//! Chromium backend over the DevTools protocol.

use std::path::PathBuf;
use std::time::Duration;

use async_trait::async_trait;
use chromiumoxide::browser::{Browser, BrowserConfig};
use chromiumoxide::element::Element;
use chromiumoxide::error::CdpError;
use chromiumoxide::Page;
use futures::StreamExt;
use tokio::task::JoinHandle;
use tracing::{debug, warn};

use crate::error::{Result, SessionError};
use crate::{RenderSession, RenderingEngine};

/// How often `wait_for_element` re-queries the DOM.
const WAIT_POLL_INTERVAL: Duration = Duration::from_millis(250);

/// Launch options for a Chromium session.
#[derive(Debug, Clone)]
pub struct ChromiumConfig {
    pub headless: bool,
    /// Explicit browser binary; auto-detected when `None`
    pub executable: Option<PathBuf>,
    pub window_size: (u32, u32),
    /// Per-command DevTools timeout
    pub request_timeout: Duration,
}

impl Default for ChromiumConfig {
    fn default() -> Self {
        Self {
            headless: true,
            executable: None,
            window_size: (1280, 1024),
            request_timeout: Duration::from_secs(30),
        }
    }
}

impl ChromiumConfig {
    pub fn with_headless(mut self, headless: bool) -> Self {
        self.headless = headless;
        self
    }

    pub fn with_executable(mut self, path: impl Into<PathBuf>) -> Self {
        self.executable = Some(path.into());
        self
    }

    fn to_browser_config(&self) -> Result<BrowserConfig> {
        let mut builder = BrowserConfig::builder()
            .no_sandbox()
            .arg("--disable-dev-shm-usage")
            .window_size(self.window_size.0, self.window_size.1)
            .request_timeout(self.request_timeout);

        if !self.headless {
            builder = builder.with_head();
        }
        if let Some(path) = &self.executable {
            builder = builder.chrome_executable(path);
        }

        builder.build().map_err(SessionError::Launch)
    }
}

/// Launches one Chromium process per session.
#[derive(Debug, Clone, Default)]
pub struct ChromiumEngine {
    config: ChromiumConfig,
}

impl ChromiumEngine {
    pub fn new(config: ChromiumConfig) -> Self {
        Self { config }
    }
}

#[async_trait]
impl RenderingEngine for ChromiumEngine {
    type Session = ChromiumSession;

    async fn open_session(&self) -> Result<ChromiumSession> {
        let config = self.config.to_browser_config()?;
        let (browser, mut handler) = Browser::launch(config)
            .await
            .map_err(|e| SessionError::Launch(e.to_string()))?;

        // The handler drives the websocket; nothing works unless it is polled.
        let handler_task = tokio::spawn(async move {
            while let Some(event) = handler.next().await {
                if let Err(e) = event {
                    debug!(error = %e, "browser handler event failed");
                }
            }
        });

        let page = match browser.new_page("about:blank").await {
            Ok(page) => page,
            Err(e) => {
                handler_task.abort();
                return Err(SessionError::Launch(e.to_string()));
            }
        };

        debug!(headless = self.config.headless, "chromium session opened");

        Ok(ChromiumSession {
            browser: Some(browser),
            page,
            handler_task,
        })
    }
}

/// One browser process with a single tab.
pub struct ChromiumSession {
    browser: Option<Browser>,
    page: Page,
    handler_task: JoinHandle<()>,
}

impl ChromiumSession {
    fn ensure_open(&self) -> Result<()> {
        if self.browser.is_none() {
            return Err(SessionError::Closed);
        }
        Ok(())
    }
}

fn protocol(err: CdpError) -> SessionError {
    SessionError::Protocol(Box::new(err))
}

/// Element calls fail with a node lookup error once the DOM has been replaced.
fn element_error(err: CdpError) -> SessionError {
    let message = err.to_string();
    if message.contains("node") || message.contains("Node") {
        SessionError::StaleElement(message)
    } else {
        protocol(err)
    }
}

#[async_trait]
impl RenderSession for ChromiumSession {
    type Element = Element;

    async fn navigate(&mut self, url: &str) -> Result<()> {
        self.ensure_open()?;
        self.page
            .goto(url)
            .await
            .map_err(|e| SessionError::Navigation {
                url: url.to_string(),
                reason: e.to_string(),
            })?;
        Ok(())
    }

    async fn wait_for_element(&mut self, selector: &str, timeout: Duration) -> Result<()> {
        self.ensure_open()?;
        let page = &self.page;
        let poll = async {
            loop {
                match page.find_elements(selector).await {
                    Ok(found) if !found.is_empty() => return,
                    Ok(_) => {}
                    Err(e) => debug!(selector, error = %e, "element lookup failed while waiting"),
                }
                tokio::time::sleep(WAIT_POLL_INTERVAL).await;
            }
        };

        tokio::time::timeout(timeout, poll)
            .await
            .map_err(|_| SessionError::Timeout {
                selector: selector.to_string(),
                timeout,
            })
    }

    async fn find_elements(&mut self, selector: &str) -> Result<Vec<Element>> {
        self.ensure_open()?;
        self.page.find_elements(selector).await.map_err(protocol)
    }

    async fn read_attribute(&mut self, element: &Element, name: &str) -> Result<Option<String>> {
        element.attribute(name).await.map_err(element_error)
    }

    async fn read_text(&mut self, element: &Element) -> Result<String> {
        let text = element.inner_text().await.map_err(element_error)?;
        Ok(text.unwrap_or_default())
    }

    async fn outer_html(&mut self, element: &Element) -> Result<String> {
        let html = element.outer_html().await.map_err(element_error)?;
        html.ok_or_else(|| SessionError::StaleElement("element has no markup".to_string()))
    }

    async fn click(&mut self, element: &Element) -> Result<()> {
        element.click().await.map_err(element_error)?;
        Ok(())
    }

    async fn close(mut self) -> Result<()> {
        let Some(mut browser) = self.browser.take() else {
            return Err(SessionError::Closed);
        };

        let closed = browser.close().await.map_err(protocol);
        if let Err(e) = browser.wait().await {
            warn!(error = %e, "failed waiting for browser process to exit");
        }
        self.handler_task.abort();
        closed.map(|_| ())
    }
}

impl Drop for ChromiumSession {
    fn drop(&mut self) {
        if self.browser.is_some() {
            warn!("chromium session dropped without close; aborting handler");
        }
        self.handler_task.abort();
    }
}
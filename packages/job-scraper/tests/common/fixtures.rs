//! HTML builders for fixture listing pages.
//!
//! Class names match the default card selectors, so pages built here run
//! through an unmodified `ScrapeConfig`.

use std::time::Duration;

use job_scraper::ScrapeConfig;
use url::Url;

pub const TARGET_URL: &str = "https://fixture.test/jobs";

/// Config pointed at the fixture site with no pacing delay.
pub fn fixture_config() -> ScrapeConfig {
    ScrapeConfig::new(Url::parse(TARGET_URL).unwrap()).with_rate_limit_delay(Duration::ZERO)
}

/// Builder for one listing card.
#[derive(Clone)]
pub struct Card {
    title: Option<String>,
    company: Option<String>,
    location: Vec<String>,
    date_posted: Option<String>,
    href: Option<String>,
    logo: Option<String>,
    stale: bool,
}

impl Card {
    pub fn new(title: &str, company: &str) -> Self {
        Self {
            title: Some(title.to_string()),
            company: Some(company.to_string()),
            location: vec!["Remote".to_string()],
            date_posted: Some("1d ago".to_string()),
            href: Some(format!(
                "/actuarial-jobs/{}",
                title.to_lowercase().replace(' ', "-")
            )),
            logo: Some("https://cdn.fixture.test/logo.png".to_string()),
            stale: false,
        }
    }

    pub fn without_company(mut self) -> Self {
        self.company = None;
        self
    }

    pub fn without_title(mut self) -> Self {
        self.title = None;
        self
    }

    pub fn with_href(mut self, href: &str) -> Self {
        self.href = Some(href.to_string());
        self
    }

    pub fn with_locations(mut self, locations: &[&str]) -> Self {
        self.location = locations.iter().map(|l| l.to_string()).collect();
        self
    }

    pub fn bare(mut self) -> Self {
        self.location.clear();
        self.date_posted = None;
        self.href = None;
        self.logo = None;
        self
    }

    /// Card detaches before it can be read.
    pub fn stale(mut self) -> Self {
        self.stale = true;
        self
    }

    pub fn render(&self) -> String {
        let mut inner = String::new();
        if let Some(logo) = &self.logo {
            inner.push_str(&format!(r#"<img src="{logo}">"#));
        }
        if let Some(title) = &self.title {
            inner.push_str(&format!(
                r#"<p class="Job_job-card__position__ic1rc">{title}</p>"#
            ));
        }
        if let Some(company) = &self.company {
            inner.push_str(&format!(
                r#"<p class="Job_job-card__company__7T9qY">{company}</p>"#
            ));
        }
        for location in &self.location {
            inner.push_str(&format!(
                r#"<a class="Job_job-card__location__bq7jX">{location}</a>"#
            ));
        }
        if let Some(date) = &self.date_posted {
            inner.push_str(&format!(
                r#"<span class="Job_job-card__posted-on__NCZaJ">{date}</span>"#
            ));
        }
        if let Some(href) = &self.href {
            inner.push_str(&format!(
                r#"<a class="Job_job-page-link__a5I5g" href="{href}">View</a>"#
            ));
        }

        let stale = if self.stale { r#" data-fixture-stale="1""# } else { "" };
        format!(r#"<div class="Job_job-card__YgDAV"{stale}>{inner}</div>"#)
    }
}

/// How a page's next-page control renders.
#[derive(Clone, Copy)]
pub enum Next {
    Enabled,
    Disabled,
    AriaDisabled,
    Absent,
}

pub fn listing_page(cards: &[Card], next: Next) -> String {
    let cards: String = cards.iter().map(Card::render).collect();
    let controls = match next {
        Next::Enabled => "<button>Previous</button><button>Next</button>",
        Next::Disabled => "<button>Previous</button><button disabled>Next</button>",
        Next::AriaDisabled => r#"<button>Previous</button><button aria-disabled="true">Next</button>"#,
        Next::Absent => "<button>Previous</button>",
    };
    format!(
        r#"<html><body><main><div class="listings">{cards}</div><nav>{controls}</nav></main></body></html>"#
    )
}

/// A page whose listings never render.
pub fn empty_page() -> String {
    r#"<html><body><main><p>Loading...</p></main></body></html>"#.to_string()
}
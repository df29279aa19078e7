//! Persistence writer.
//!
//! Each admitted posting gets its own insert and commit, so a crash later in
//! the cycle never loses records already written.

use tracing::{error, info};

use crate::error::StoreError;
use crate::models::{JobId, NewJob};
use crate::store::StoreSession;

#[derive(Debug)]
pub enum PersistOutcome {
    Committed(JobId),
    Failed(StoreError),
}

impl PersistOutcome {
    pub fn is_committed(&self) -> bool {
        matches!(self, PersistOutcome::Committed(_))
    }
}

/// Insert and commit one posting. Failures are logged and returned, never raised.
pub async fn persist<S: StoreSession>(session: &mut S, job: &NewJob) -> PersistOutcome {
    match session.insert(job).await {
        Ok(id) => {
            info!(job_id = %id, title = %job.title, company = %job.company, "Saved job");
            PersistOutcome::Committed(id)
        }
        Err(e) => {
            error!(
                title = %job.title,
                company = %job.company,
                error = %e,
                "Failed to save job"
            );
            PersistOutcome::Failed(e)
        }
    }
}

################

* Task statement
In the data above, how many lines carry the string "tracing"? Only the number should be given.

* Your response
2